Заплатин опять, скрипнув стулом, повернулся к окну.
— Девчонки между собой дружные, привязаны друг к другу. Так ведь у нее, у тещи-то, ни совести, ни жалости ни на грамм нету. Нинке она что хочешь спустит, Нинка — любимица, на мать похожа, красивенькая… А Танюшка в меня уродилась. Бабка как разозлится, начинает поливать: «Пакля рыжая… чухна конопатая… Заплаткина порода». А Нинка плачет: «Разве Таня виновата, что на папу походит?»
Супруга моя — красавица, а я, сами видите, лицом не задался. Теще брюнеты по вкусу, а я и мастью не вышел, фамилия моя — и та ей ненавистна. Она как хочет Томку побольнее задеть — начинает ее величать «мадам Заплаткина…»
— Из этих слов я могу понять, что вашей жизни с женой мешает ее мамаша… — осторожно начал Колмаков. — Может быть, вам действительно лучше пожить одним, разобраться в отношениях?.. Ведь у нее, насколько мне известно, есть другие дети…
— Некуда ей ехать… Никому она не нужна… — угрюмо отозвался Заплатин. — Ни с кем она не уживается. У сына два раза жила, невестка-змея, видишь, с сыном ее, с Шуриком, развела. К старшей, к Зинаиде, переехала — зять не по душе. У нас тоже третий раз живет. Старшие дети ей не больно и нужны. Для нее один свет в окошке — Томка. И ее поедом ест: зачем за неровню замуж шла… Мы же из-за нее и из Новосибирска уехали… Только начали здесь по-человечески жить, девчонки душой оттаяли, а она опять прикатила… Судьбу Томкину с генералом устраивать… Овдовел генерал-то на нашу беду…

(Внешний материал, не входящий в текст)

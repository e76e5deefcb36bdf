//! Integer spaces: [`Discrete`] and [`MultiDiscrete`].

use rand::{Rng, RngCore};
use smallvec::SmallVec;

use crate::error::SpaceError;
use crate::space::Space;

/// A point in a [`MultiDiscrete`] space, one entry per axis.
pub type MultiIndex = SmallVec<[u32; 2]>;

/// The integers `{0, …, n-1}`.
#[derive(Clone, Copy, Debug, PartialEq, Eq, Hash)]
pub struct Discrete {
    n: u32,
}

impl Discrete {
    /// Create a space of `n` values.
    ///
    /// Returns `Err(SpaceError::InvalidStateCount)` if `n == 0`.
    pub fn new(n: u32) -> Result<Self, SpaceError> {
        if n == 0 {
            return Err(SpaceError::InvalidStateCount { n: 0 });
        }
        Ok(Self { n })
    }

    /// Number of values.
    pub fn n(&self) -> u32 {
        self.n
    }
}

impl Space for Discrete {
    type Value = u32;

    fn sample(&self, rng: &mut dyn RngCore) -> u32 {
        rng.gen_range(0..self.n)
    }

    fn contains(&self, x: &u32) -> bool {
        *x < self.n
    }
}

/// A product of discrete axes: entry `i` ranges over `0..nvec[i]`.
#[derive(Clone, Debug, PartialEq, Eq, Hash)]
pub struct MultiDiscrete {
    nvec: MultiIndex,
}

impl MultiDiscrete {
    /// Create a space with one axis per entry of `nvec`.
    ///
    /// Every axis must have at least one value.
    pub fn new(nvec: impl AsRef<[u32]>) -> Result<Self, SpaceError> {
        let nvec = MultiIndex::from_slice(nvec.as_ref());
        if nvec.is_empty() {
            return Err(SpaceError::InvalidShape {
                shape: Default::default(),
            });
        }
        if nvec.contains(&0) {
            return Err(SpaceError::InvalidStateCount { n: 0 });
        }
        Ok(Self { nvec })
    }

    /// Per-axis value counts.
    pub fn nvec(&self) -> &[u32] {
        &self.nvec
    }
}

impl Space for MultiDiscrete {
    type Value = MultiIndex;

    fn sample(&self, rng: &mut dyn RngCore) -> MultiIndex {
        self.nvec.iter().map(|&n| rng.gen_range(0..n)).collect()
    }

    fn contains(&self, x: &MultiIndex) -> bool {
        x.len() == self.nvec.len() && x.iter().zip(&self.nvec).all(|(v, n)| v < n)
    }
}
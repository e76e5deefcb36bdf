//! The forest-fire context threaded alongside the grid.

use kindle_core::Shape;
use kindle_space::{BoxSpace, Discrete, MultiDiscrete, Space, SpaceError};
use rand::RngCore;

/// Cellular-automaton parameters.
#[derive(Clone, Copy, Debug, PartialEq)]
pub struct CaParams {
    /// Probability that an empty cell grows a tree in one sweep.
    pub p_tree: f64,
    /// Probability that a tree with no spreading neighbour is struck by
    /// lightning in one sweep.
    pub p_fire: f64,
}

/// Agent position on the lattice.
#[derive(Clone, Copy, Debug, Default, PartialEq, Eq, Hash)]
pub struct Position {
    /// Row index.
    pub row: usize,
    /// Column index.
    pub col: usize,
}

impl Position {
    /// Create a position.
    pub fn new(row: usize, col: usize) -> Self {
        Self { row, col }
    }
}

/// Everything besides the grid that a forest-fire step reads or writes.
#[derive(Clone, Debug, PartialEq)]
pub struct ForestFireContext {
    /// CA parameters.
    pub params: CaParams,
    /// Where the agent stands.
    pub position: Position,
    /// Steps left before the next CA sweep.
    pub freeze: u32,
    /// Cells modified by the agent since the last reset.
    pub hits: u64,
}

/// Space of valid [`ForestFireContext`] values.
///
/// Parameters lie in `[0, 1]`, the position is on a `rows x cols`
/// lattice, and `freeze` is at most the configured interval. `hits` is
/// unconstrained.
#[derive(Clone, Debug)]
pub struct ForestFireContextSpace {
    params: BoxSpace,
    position: MultiDiscrete,
    freeze: Discrete,
}

impl ForestFireContextSpace {
    /// Build the space for a `rows x cols` lattice and a freeze interval.
    pub fn new(rows: usize, cols: usize, max_freeze: u32) -> Result<Self, SpaceError> {
        let invalid = || SpaceError::InvalidShape {
            shape: Shape::from_slice(&[rows, cols]),
        };
        let rows32 = u32::try_from(rows).map_err(|_| invalid())?;
        let cols32 = u32::try_from(cols).map_err(|_| invalid())?;
        let freeze_n = max_freeze
            .checked_add(1)
            .ok_or(SpaceError::InvalidStateCount {
                n: u64::from(max_freeze) + 1,
            })?;
        Ok(Self {
            params: BoxSpace::unit([2])?,
            position: MultiDiscrete::new([rows32, cols32]).map_err(|_| invalid())?,
            freeze: Discrete::new(freeze_n)?,
        })
    }

    /// Largest admissible `freeze` value.
    pub fn max_freeze(&self) -> u32 {
        self.freeze.n() - 1
    }

    /// Lattice `(rows, cols)` the position ranges over.
    pub fn lattice(&self) -> (usize, usize) {
        let nvec = self.position.nvec();
        (nvec[0] as usize, nvec[1] as usize)
    }
}

impl Space for ForestFireContextSpace {
    type Value = ForestFireContext;

    fn sample(&self, rng: &mut dyn RngCore) -> ForestFireContext {
        let params = self.params.sample(rng);
        let position = self.position.sample(rng);
        ForestFireContext {
            params: CaParams {
                p_tree: params[0],
                p_fire: params[1],
            },
            position: Position::new(position[0] as usize, position[1] as usize),
            freeze: self.freeze.sample(rng),
            hits: 0,
        }
    }

    fn contains(&self, x: &ForestFireContext) -> bool {
        let (rows, cols) = self.lattice();
        self.params.contains_slice(&[x.params.p_tree, x.params.p_fire])
            && x.position.row < rows
            && x.position.col < cols
            && self.freeze.contains(&x.freeze)
    }
}

#[cfg(test)]
mod tests {
    use super::*;
    use rand::SeedableRng;
    use rand_chacha::ChaCha8Rng;

    fn context(row: usize, col: usize, freeze: u32) -> ForestFireContext {
        ForestFireContext {
            params: CaParams {
                p_tree: 0.1,
                p_fire: 0.0,
            },
            position: Position::new(row, col),
            freeze,
            hits: 7,
        }
    }

    #[test]
    fn contains_checks_each_part() {
        let space = ForestFireContextSpace::new(3, 4, 10).unwrap();
        assert!(space.contains(&context(2, 3, 10)));
        assert!(!space.contains(&context(3, 0, 0)));
        assert!(!space.contains(&context(0, 4, 0)));
        assert!(!space.contains(&context(0, 0, 11)));

        let mut bad = context(0, 0, 0);
        bad.params.p_fire = 1.5;
        assert!(!space.contains(&bad));
        bad.params.p_fire = f64::NAN;
        assert!(!space.contains(&bad));
    }

    #[test]
    fn samples_are_members() {
        let space = ForestFireContextSpace::new(5, 2, 3).unwrap();
        let mut rng = ChaCha8Rng::seed_from_u64(11);
        for _ in 0..100 {
            let ctx = space.sample(&mut rng);
            assert!(space.contains(&ctx));
            assert_eq!(ctx.hits, 0);
        }
    }

    #[test]
    fn zero_freeze_admits_only_zero() {
        let space = ForestFireContextSpace::new(1, 1, 0).unwrap();
        assert_eq!(space.max_freeze(), 0);
        assert!(space.contains(&context(0, 0, 0)));
        assert!(!space.contains(&context(0, 0, 1)));
    }

    #[test]
    fn empty_lattice_rejected() {
        assert!(ForestFireContextSpace::new(0, 3, 1).is_err());
    }
}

Опять этот проклятый генерал… Все вроде ничего, рассуждает нормально, здраво, а потом опять — генерал…
— А может, Иван Поликарпович, вам отдохнуть бы поехать? Я поговорю с завкомом, выбьем путевочку в санаторий. Отдохнете, тогда и будем решать, что делать…
— А может быть, вы мне и в психиатричку путевочку схлопочете? — покривился Заплатин. — Ладно, Петр Захарович, вы мне в общежитии место дайте и, попрошу вас, воздержитесь, не вмешивайтесь пока в мои дела. Я пошел.